--- START ---
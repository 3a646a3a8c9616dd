// Copyright 2020 Google LLC
//
// Licensed under the Apache License, Version 2.0 (the "License");
// you may not use this file except in compliance with the License.
// You may obtain a copy of the License at
//
//     http://www.apache.org/licenses/LICENSE-2.0
//
// Unless required by applicable law or agreed to in writing, software
// distributed under the License is distributed on an "AS IS" BASIS,
// WITHOUT WARRANTIES OR CONDITIONS OF ANY KIND, either express or implied.
// See the License for the specific language governing permissions and
// limitations under the License.

#[macro_use]
extern crate log;
extern crate env_logger;

use clap::Parser;

use fping_rs::cli::Opts;
use fping_rs::clock::MonotonicClock;
use fping_rs::error::AppError;
use fping_rs::reporter::ConsoleReporter;
use fping_rs::socket::{RawIcmpTransport, SocketOptions};
use fping_rs::targets::{self, ResolvedTarget};
use fping_rs::{engine, signals};

fn main() {
    env_logger::init();
    signals::install();
    std::process::exit(run(Opts::parse()));
}

fn run(opts: Opts) -> i32 {
    let config = match opts.to_engine_config() {
        Ok(cfg) => cfg,
        Err(e) => return report_fatal(AppError::Config(e)),
    };

    let (targets, resolution_failed) = match ingest_targets(&opts) {
        Ok(t) => t,
        Err(e) => return report_fatal(e),
    };
    if targets.is_empty() {
        return report_fatal(AppError::InvalidArgs("no targets specified".to_string()));
    }

    let need_v4 = targets.iter().any(|t| t.address.is_ipv4());
    let need_v6 = targets.iter().any(|t| t.address.is_ipv6());
    let socket_opts = SocketOptions {
        ttl: config.ttl.map(u32::from),
        tos: config.tos.map(u32::from),
        dont_fragment: config.dont_fragment,
        fwmark: config.fwmark,
        bind_iface: config.bind_iface.clone(),
        source_addr: config.source_addr,
    };
    let transport = match RawIcmpTransport::new(need_v4, need_v6, &socket_opts) {
        Ok(t) => t,
        Err(e) => return report_fatal(AppError::SocketSetup(e)),
    };

    let required_reachable = config.min_reachable.unwrap_or(targets.len());
    let mut reporter = ConsoleReporter::new(config.quiet, config.verbose);

    let mut engine = match engine::Engine::new(config, &targets, MonotonicClock::new(), transport) {
        Ok(e) => e,
        Err(e) => {
            error!("invalid codec configuration: {}", e);
            return 3;
        }
    };

    let summary = engine.run(&mut reporter);

    if resolution_failed {
        return 2;
    }
    if summary.reachable_hosts < required_reachable {
        1
    } else {
        0
    }
}

fn report_fatal(err: AppError) -> i32 {
    eprintln!("fping: {}", err);
    err.exit_code()
}

/// Resolves positional targets, `-f` file targets, and `--generate`
/// ranges into one flat list, tracking whether any individual token
/// failed to resolve (a non-fatal, exit-2-at-the-end condition).
fn ingest_targets(opts: &Opts) -> Result<(Vec<ResolvedTarget>, bool), AppError> {
    let mut targets = Vec::new();
    let mut resolution_failed = false;

    for token in &opts.targets {
        match targets::resolve_target(token) {
            Ok(t) => targets.push(t),
            Err(e) => {
                warn!("{}", e);
                resolution_failed = true;
            }
        }
    }

    if let Some(path) = &opts.file {
        let contents = std::fs::read_to_string(path).map_err(AppError::TargetFile)?;
        for line in contents.lines() {
            let line = line.trim();
            if line.is_empty() {
                continue;
            }
            match targets::resolve_target(line) {
                Ok(t) => targets.push(t),
                Err(e) => {
                    warn!("{}", e);
                    resolution_failed = true;
                }
            }
        }
    }

    for pattern in &opts.generate {
        let expanded = targets::expand_range(pattern)?;
        targets.extend(expanded);
    }

    Ok((targets, resolution_failed))
}
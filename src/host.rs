// Copyright 2020 Google LLC
//
// Licensed under the Apache License, Version 2.0 (the "License");
// you may not use this file except in compliance with the License.
// You may obtain a copy of the License at
//
//     http://www.apache.org/licenses/LICENSE-2.0
//
// Unless required by applicable law or agreed to in writing, software
// distributed under the License is distributed on an "AS IS" BASIS,
// WITHOUT WARRANTIES OR CONDITIONS OF ANY KIND, either express or implied.
// See the License for the specific language governing permissions and
// limitations under the License.

//! Per-target state: address, counters, and the bounded response-time
//! array used for duplicate detection.

use std::net::IpAddr;

use crate::clock::TimeNs;

/// Outcome recorded for a single ping index, addressed by `ping_index mod
/// arena_size`.
#[derive(Debug, Clone, Copy, PartialEq)]
pub enum RespState {
    Unused,
    Waiting,
    Error,
    Timeout,
    Rtt(TimeNs),
}

/// A set of counters, duplicated for the cumulative (whole-run) and
/// interval (reset every report tick) views.
#[derive(Debug, Clone, Copy, Default)]
pub struct Counters {
    pub sent: u64,
    pub recv_unique: u64,
    pub recv_total: u64,
    pub timeouts: u64,
    pub send_errors: u64,
    pub other_icmp: u64,
    pub min_rtt_ns: Option<TimeNs>,
    pub max_rtt_ns: Option<TimeNs>,
    pub sum_rtt_ns: i64,
}

impl Counters {
    fn record_rtt(&mut self, rtt_ns: TimeNs) {
        self.min_rtt_ns = Some(self.min_rtt_ns.map_or(rtt_ns, |m| m.min(rtt_ns)));
        self.max_rtt_ns = Some(self.max_rtt_ns.map_or(rtt_ns, |m| m.max(rtt_ns)));
        self.sum_rtt_ns += rtt_ns;
    }

    pub fn avg_rtt_ns(&self) -> Option<TimeNs> {
        if self.recv_unique == 0 {
            None
        } else {
            Some(self.sum_rtt_ns / self.recv_unique as i64)
        }
    }

    pub fn loss_percent(&self) -> f64 {
        if self.sent == 0 {
            0.0
        } else {
            100.0 * (1.0 - (self.recv_unique as f64 / self.sent as f64))
        }
    }
}

pub struct HostRecord {
    pub index: usize,
    pub display_name: String,
    pub resolved_address: IpAddr,
    pub initial_timeout_ns: TimeNs,
    pub current_timeout_ns: TimeNs,
    pub last_send_ns: TimeNs,
    pub cumulative: Counters,
    pub interval: Counters,
    resp_times: Vec<RespState>,
    /// Number of attempts (including retries) made for the in-flight ping
    /// index in default mode; unused in count/loop mode.
    pub retry_attempts: u32,
    pub send_slot_base: usize,
    pub timeout_slot_base: usize,
    pub arena_size: usize,
}

impl HostRecord {
    pub fn new(
        index: usize,
        display_name: String,
        resolved_address: IpAddr,
        initial_timeout_ns: TimeNs,
        arena_size: usize,
        send_slot_base: usize,
        timeout_slot_base: usize,
    ) -> Self {
        Self {
            index,
            display_name,
            resolved_address,
            initial_timeout_ns,
            current_timeout_ns: initial_timeout_ns,
            last_send_ns: 0,
            cumulative: Counters::default(),
            interval: Counters::default(),
            resp_times: vec![RespState::Unused; arena_size.max(1)],
            retry_attempts: 0,
            send_slot_base,
            timeout_slot_base,
            arena_size: arena_size.max(1),
        }
    }

    pub fn slot_of(&self, ping_index: u64) -> usize {
        (ping_index as usize) % self.arena_size
    }

    pub fn resp(&self, ping_index: u64) -> RespState {
        self.resp_times[self.slot_of(ping_index)]
    }

    pub fn set_resp(&mut self, ping_index: u64, state: RespState) {
        let slot = self.slot_of(ping_index);
        self.resp_times[slot] = state;
    }

    pub fn on_sent(&mut self, now_ns: TimeNs) {
        self.cumulative.sent += 1;
        self.interval.sent += 1;
        self.last_send_ns = now_ns;
    }

    pub fn on_send_error(&mut self, ping_index: u64) {
        self.set_resp(ping_index, RespState::Error);
        self.cumulative.send_errors += 1;
        self.interval.send_errors += 1;
    }

    pub fn on_timeout(&mut self, ping_index: u64) {
        self.set_resp(ping_index, RespState::Timeout);
        self.cumulative.timeouts += 1;
        self.interval.timeouts += 1;
    }

    pub fn on_reply_accepted(&mut self, ping_index: u64, rtt_ns: TimeNs) {
        self.set_resp(ping_index, RespState::Rtt(rtt_ns));
        self.cumulative.recv_unique += 1;
        self.cumulative.recv_total += 1;
        self.cumulative.record_rtt(rtt_ns);
        self.interval.recv_unique += 1;
        self.interval.recv_total += 1;
        self.interval.record_rtt(rtt_ns);
    }

    pub fn on_duplicate(&mut self) {
        self.cumulative.recv_total += 1;
        self.interval.recv_total += 1;
    }

    pub fn on_other_icmp(&mut self) {
        self.cumulative.other_icmp += 1;
        self.interval.other_icmp += 1;
    }

    pub fn reset_interval(&mut self) {
        self.interval = Counters::default();
    }

    /// Number of probes whose arena slot is still `Waiting` at run end.
    pub fn waiting_at_end(&self) -> u64 {
        self.resp_times
            .iter()
            .filter(|s| matches!(s, RespState::Waiting))
            .count() as u64
    }

    pub fn is_reachable(&self) -> bool {
        self.cumulative.recv_unique > 0
    }
}

#[cfg(test)]
mod tests {
    use super::*;
    use std::net::Ipv4Addr;

    fn host(arena: usize) -> HostRecord {
        HostRecord::new(
            0,
            "127.0.0.1".into(),
            IpAddr::V4(Ipv4Addr::LOCALHOST),
            100_000_000,
            arena,
            0,
            arena,
        )
    }

    #[test]
    fn sent_equals_sum_of_terminal_outcomes() {
        let mut h = host(4);
        h.on_sent(0);
        h.set_resp(0, RespState::Waiting);
        h.on_reply_accepted(0, 5_000_000);

        h.on_sent(10);
        h.set_resp(1, RespState::Waiting);
        h.on_timeout(1);

        h.on_sent(20);
        h.on_send_error(2);

        h.on_sent(30);
        h.set_resp(3, RespState::Waiting);

        let c = &h.cumulative;
        let total =
            c.recv_unique + c.timeouts + c.send_errors + h.waiting_at_end();
        assert_eq!(c.sent, total);
    }

    #[test]
    fn duplicate_does_not_change_recv_unique() {
        let mut h = host(1);
        h.on_sent(0);
        h.on_reply_accepted(0, 1_000);
        assert_eq!(h.cumulative.recv_unique, 1);
        h.on_duplicate();
        assert_eq!(h.cumulative.recv_unique, 1);
        assert_eq!(h.cumulative.recv_total, 2);
    }

    #[test]
    fn min_avg_max_are_consistent() {
        let mut h = host(8);
        for (i, rtt) in [10i64, 30, 20].into_iter().enumerate() {
            h.on_sent(0);
            h.on_reply_accepted(i as u64, rtt);
        }
        let c = h.cumulative;
        let avg = c.avg_rtt_ns().unwrap();
        assert!(c.min_rtt_ns.unwrap() <= avg);
        assert!(avg <= c.max_rtt_ns.unwrap());
    }
}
--- END ---
EXERCISE OBJECTIVE: Using the data above, report how many lines include the string "extern" and add nothing to the number.

EXERCISE RESULT: 2